Characteristics and genetic control of NK-cell-mediated cytotoxicity activated by naturally acquired infection in the mouse.

Most and perhaps all natural-cell-mediated cytotoxicity (NCMC) may be activated by a response to exogenous infections. Specific-pathogen-free (SPF) mice have little or no natural killer (NK) cell activity, but when they are relocated in conventional conditions, they develop strong NCMC within 2 to 3 days. Unlike other SPF animals, hypothymic nude mice display good NCMC which is further augmented upon their entry into a pathogenic environment. The ontogeny, genetic control and other features of pathogen-activated NCMC resemble those previously described for NK cells. An H2-D region NCMC regulatory gene is active in either a homozygous or heterozygous state, but to be operative seems to require the presence of an additional complementing locus, which maps outside the H-2 complex. It is proposed that H-2 influences NCMC levels by affecting the expression or immunogenicity of NK cell-activating determinants.
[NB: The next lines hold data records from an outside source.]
// src/specs/mod.rs
//! # Scraping "specs" module
//!
//! Page-specific knowledge about the GDP list page lives here: which
//! organizations publish a table, how their names show up in header cells,
//! and which header words identify the country / GDP / year columns.
//!
//! ## What lives here
//! - **Organization patterns** (`sources`): the fixed set of GDP sources and
//!   the exact strings that identify each one in a header or caption.
//! - **Column + row heuristics** (`gdp_page`): header keywords and the
//!   aggregate-row denylist (`World`, `European Union`, …).
//!
//! ## What does **not** live here
//! - Fetching/caching (`core::net`, `core::cache`).
//! - Walking the DOM (`core::html`) or deciding which table wins
//!   (`scrape::locate`).
//! - Numeric cleaning (`core::sanitize`).
//!
//! In short: **`specs` knows what the page says.** Other layers decide how to
//! read it and what to do with it.
pub mod gdp_page;
pub mod sources;
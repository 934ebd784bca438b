// src/core/html.rs
//
// DOM helpers on top of `scraper`: marker-table selection, visible cell text,
// and colspan/rowspan expansion into a rectangular grid.

use scraper::{ElementRef, Html, Node, Selector};

use crate::config::consts::MAX_SPAN;
use crate::core::sanitize::normalize_ws;
use crate::error::{GdpError, Result};

#[derive(Clone, Debug, PartialEq, Eq)]
pub struct Cell {
    pub text: String,
    pub is_header: bool,
}

impl Cell {
    pub fn empty() -> Self { Self { text: s!(), is_header: false } }
}

/// A cell as written in the markup, before spans are expanded.
#[derive(Clone, Debug)]
pub struct SpanCell {
    pub cell: Cell,
    pub colspan: usize,
    pub rowspan: usize,
}

/// One marker table, expanded.
#[derive(Clone, Debug, PartialEq)]
pub struct HtmlTable {
    pub caption: Option<String>,
    /// Rectangular: every row has `width()` cells.
    pub grid: Vec<Vec<Cell>>,
}

impl HtmlTable {
    pub fn width(&self) -> usize {
        self.grid.first().map(|r| r.len()).unwrap_or(0)
    }

    /// Leading rows made only of `<th>` cells.
    pub fn header_row_count(&self) -> usize {
        self.grid
            .iter()
            .take_while(|r| !r.is_empty() && r.iter().all(|c| c.is_header))
            .count()
    }

    /// Distinct header texts stacked above column `col`, top to bottom.
    pub fn header_parts(&self, col: usize) -> Vec<String> {
        let mut parts: Vec<String> = Vec::new();
        for row in &self.grid[..self.header_row_count()] {
            if let Some(c) = row.get(col) {
                if !c.text.is_empty() && parts.last() != Some(&c.text) {
                    parts.push(c.text.clone());
                }
            }
        }
        parts
    }

    pub fn body(&self) -> &[Vec<Cell>] {
        &self.grid[self.header_row_count()..]
    }
}

pub fn parse_selector(css: &str) -> Result<Selector> {
    Selector::parse(css).map_err(|e| GdpError::InvalidSelector {
        selector: s!(css),
        reason: format!("{e:?}"),
    })
}

/// Every `<table>` matching `marker`, in document order.
pub fn select_tables(doc: &Html, marker: &Selector) -> Vec<HtmlTable> {
    doc.select(marker)
        .filter(|el| el.value().name() == "table")
        .map(read_table)
        .collect()
}

fn read_table(table: ElementRef) -> HtmlTable {
    let caption = table
        .children()
        .filter_map(ElementRef::wrap)
        .find(|c| c.value().name() == "caption")
        .map(visible_text)
        .filter(|t| !t.is_empty());

    let rows: Vec<Vec<SpanCell>> = own_rows(table)
        .into_iter()
        .map(|tr| {
            tr.children()
                .filter_map(ElementRef::wrap)
                .filter(|c| matches!(c.value().name(), "td" | "th"))
                .map(|c| SpanCell {
                    cell: Cell { text: visible_text(c), is_header: c.value().name() == "th" },
                    colspan: span_attr(c, "colspan"),
                    rowspan: span_attr(c, "rowspan"),
                })
                .collect()
        })
        .collect();

    HtmlTable { caption, grid: expand_grid(rows) }
}

/// `<tr>`s whose nearest enclosing table is `table` (skips nested tables).
fn own_rows(table: ElementRef) -> Vec<ElementRef> {
    table
        .descendants()
        .filter_map(ElementRef::wrap)
        .filter(|e| e.value().name() == "tr")
        .filter(|tr| nearest_table(*tr).map(|t| t.id()) == Some(table.id()))
        .collect()
}

fn nearest_table(el: ElementRef) -> Option<ElementRef> {
    el.ancestors()
        .filter_map(ElementRef::wrap)
        .find(|a| a.value().name() == "table")
}

fn span_attr(el: ElementRef, name: &str) -> usize {
    el.value()
        .attr(name)
        .and_then(|v| v.trim().parse::<usize>().ok())
        .unwrap_or(1)
        .clamp(1, MAX_SPAN)
}

fn is_hidden(el: ElementRef) -> bool {
    let v = el.value();
    if matches!(v.name(), "style" | "script") {
        return true;
    }
    v.attr("style")
        .map(|st| st.replace(' ', "").to_ascii_lowercase().contains("display:none"))
        .unwrap_or(false)
}

/// Text a reader would see: skips `<style>`, `<script>` and `display:none`.
pub fn visible_text(el: ElementRef) -> String {
    let mut out = s!();
    for node in el.descendants() {
        match node.value() {
            Node::Text(t) => {
                let hidden = node
                    .ancestors()
                    .filter_map(ElementRef::wrap)
                    .take_while(|a| a.id() != el.id())
                    .any(is_hidden);
                if !hidden {
                    out.push_str(t);
                }
            }
            Node::Element(e) if e.name() == "br" => out.push(' '),
            _ => {}
        }
    }
    normalize_ws(&out)
}

/// Lay out cells on a grid, repeating each one over its colspan/rowspan.
/// Rows are padded with empty cells to the widest row.
pub fn expand_grid(rows: Vec<Vec<SpanCell>>) -> Vec<Vec<Cell>> {
    // per column: (cell, rows still to fill)
    let mut carry: Vec<Option<(Cell, usize)>> = Vec::new();
    let mut grid: Vec<Vec<Cell>> = Vec::with_capacity(rows.len());

    for row in rows {
        let mut out: Vec<Cell> = Vec::new();
        let mut col = 0usize;
        let mut cells = row.into_iter();

        loop {
            if let Some(Some((cell, left))) = carry.get_mut(col) {
                out.push(cell.clone());
                *left -= 1;
                if *left == 0 {
                    carry[col] = None;
                }
                col += 1;
                continue;
            }

            let Some(sc) = cells.next() else { break };
            for _ in 0..sc.colspan {
                if carry.len() <= col {
                    carry.resize(col + 1, None);
                }
                if sc.rowspan > 1 {
                    carry[col] = Some((sc.cell.clone(), sc.rowspan - 1));
                }
                out.push(sc.cell.clone());
                col += 1;
            }
        }

        // rowspans hanging past the last real cell of this row
        if let Some(last) = carry.iter().rposition(|c| c.is_some()) {
            while col <= last {
                match carry[col].take() {
                    Some((cell, left)) => {
                        out.push(cell.clone());
                        if left > 1 {
                            carry[col] = Some((cell, left - 1));
                        }
                    }
                    None => out.push(Cell::empty()),
                }
                col += 1;
            }
        }

        grid.push(out);
    }

    let width = grid.iter().map(|r| r.len()).max().unwrap_or(0);
    for row in &mut grid {
        row.resize(width, Cell::empty());
    }
    grid
}
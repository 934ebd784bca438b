// src/specs/sources.rs
//! The fixed set of GDP-reporting organizations and how to recognize them.

use std::fmt;

use crate::core::sanitize::strip_brackets;

#[derive(Clone, Copy, Debug, PartialEq, Eq, Hash, PartialOrd, Ord)]
pub enum Source {
    Imf,
    WorldBank,
    UnitedNations,
}

/// How a pattern is compared against a header cell.
#[derive(Clone, Copy, Debug)]
enum Pattern {
    /// Case-sensitive substring of the cell text.
    Contains(&'static str),
    /// Whole cell, after footnote brackets and whitespace are stripped.
    Exact(&'static str),
}

impl Source {
    /// Canonical order; every report and chart series follows it.
    pub const ALL: [Source; 3] = [Source::Imf, Source::WorldBank, Source::UnitedNations];

    pub fn label(&self) -> &'static str {
        match self {
            Source::Imf => "IMF",
            Source::WorldBank => "World Bank",
            Source::UnitedNations => "United Nations",
        }
    }

    /// Short lowercase key for CLI args.
    pub fn key(&self) -> &'static str {
        match self {
            Source::Imf => "imf",
            Source::WorldBank => "worldbank",
            Source::UnitedNations => "un",
        }
    }

    pub fn from_key(key: &str) -> Option<Source> {
        let k: String = key
            .chars()
            .filter(|c| c.is_ascii_alphanumeric())
            .map(|c| c.to_ascii_lowercase())
            .collect();
        match k.as_str() {
            "imf" => Some(Source::Imf),
            "worldbank" | "wb" => Some(Source::WorldBank),
            "un" | "unitednations" => Some(Source::UnitedNations),
            _ => None,
        }
    }

    fn patterns(&self) -> &'static [Pattern] {
        use Pattern::*;
        match self {
            Source::Imf => &[Contains("IMF"), Contains("International Monetary Fund")],
            Source::WorldBank => &[Contains("World Bank")],
            // "UN region" is a column on the combined table; only the bare
            // abbreviation counts.
            Source::UnitedNations => &[Contains("United Nations"), Exact("UN")],
        }
    }

    /// Does this header/caption text name the organization?
    pub fn matches(&self, text: &str) -> bool {
        self.patterns().iter().any(|p| match p {
            Pattern::Contains(needle) => text.contains(needle),
            Pattern::Exact(word) => strip_brackets(text) == *word,
        })
    }

    /// First source (in canonical order) named by `text`.
    pub fn detect(text: &str) -> Option<Source> {
        Source::ALL.into_iter().find(|s| s.matches(text))
    }
}

impl fmt::Display for Source {
    fn fmt(&self, f: &mut fmt::Formatter<'_>) -> fmt::Result {
        f.write_str(self.label())
    }
}

#[cfg(test)]
mod tests {
    use super::*;

    #[test]
    fn detects_each_org() {
        assert_eq!(Source::detect("IMF[1][13]"), Some(Source::Imf));
        assert_eq!(Source::detect("World Bank[14]"), Some(Source::WorldBank));
        assert_eq!(Source::detect("United Nations[15]"), Some(Source::UnitedNations));
        assert_eq!(Source::detect("UN[4]"), Some(Source::UnitedNations));
    }

    #[test]
    fn un_region_is_not_a_source() {
        assert_eq!(Source::detect("UN region"), None);
        assert_eq!(Source::detect("Country/Territory"), None);
    }

    #[test]
    fn matching_is_case_sensitive() {
        assert_eq!(Source::detect("imf estimate"), None);
        assert_eq!(Source::detect("world bank"), None);
    }

    #[test]
    fn keys_round_trip() {
        for s in Source::ALL {
            assert_eq!(Source::from_key(s.key()), Some(s));
        }
        assert_eq!(Source::from_key("World-Bank"), Some(Source::WorldBank));
        assert_eq!(Source::from_key("oecd"), None);
    }
}
// src/core/net.rs
//
// One blocking HTTPS GET per page. No retries, no backoff.

use chrono::{DateTime, Utc};
use reqwest::blocking::Client;

use crate::config::consts::USER_AGENT;
use crate::error::{GdpError, Result};

/// Page markup as fetched, with its retrieval time.
#[derive(Clone, Debug, PartialEq)]
pub struct RawPage {
    pub url: String,
    pub markup: String,
    pub fetched_at: DateTime<Utc>,
}

impl RawPage {
    pub fn new(url: impl Into<String>, markup: impl Into<String>) -> Self {
        Self { url: url.into(), markup: markup.into(), fetched_at: Utc::now() }
    }
}

/// Anything that can turn a URL into a page. The HTTP client is the only
/// production implementation; tests serve fixtures.
pub trait Fetch {
    fn fetch(&self, url: &str) -> Result<RawPage>;
}

pub struct HttpFetcher {
    client: Client,
}

impl HttpFetcher {
    pub fn new() -> Result<Self> {
        let client = Client::builder()
            .user_agent(USER_AGENT)
            .gzip(true)
            .build()?;
        Ok(Self { client })
    }
}

impl Fetch for HttpFetcher {
    fn fetch(&self, url: &str) -> Result<RawPage> {
        logd!("Net: GET {url}");
        let resp = self.client.get(url).send()?;

        let status = resp.status();
        if !status.is_success() {
            return Err(GdpError::Fetch { url: s!(url), reason: format!("HTTP {status}") });
        }

        let markup = resp.text()?;
        logd!("Net: {} bytes from {url}", markup.len());
        Ok(RawPage::new(url, markup))
    }
}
Recently activated NK cells were non-adherent and lacked Ia and Thy-1 determinants. NCMC was not affected by treatment with monoclonal high-titer Thy-1.2 antisera and complement. However, an Ly-6.2 antiserum did contain anti-NK cytotoxic activity, which was shown by absorption analysis to be distinct from anti-Ly-6.2 activity. The NK antigen has a strain distribution pattern distinct from Ly-5 and other Ly markers, but may be related or identical to NK-1.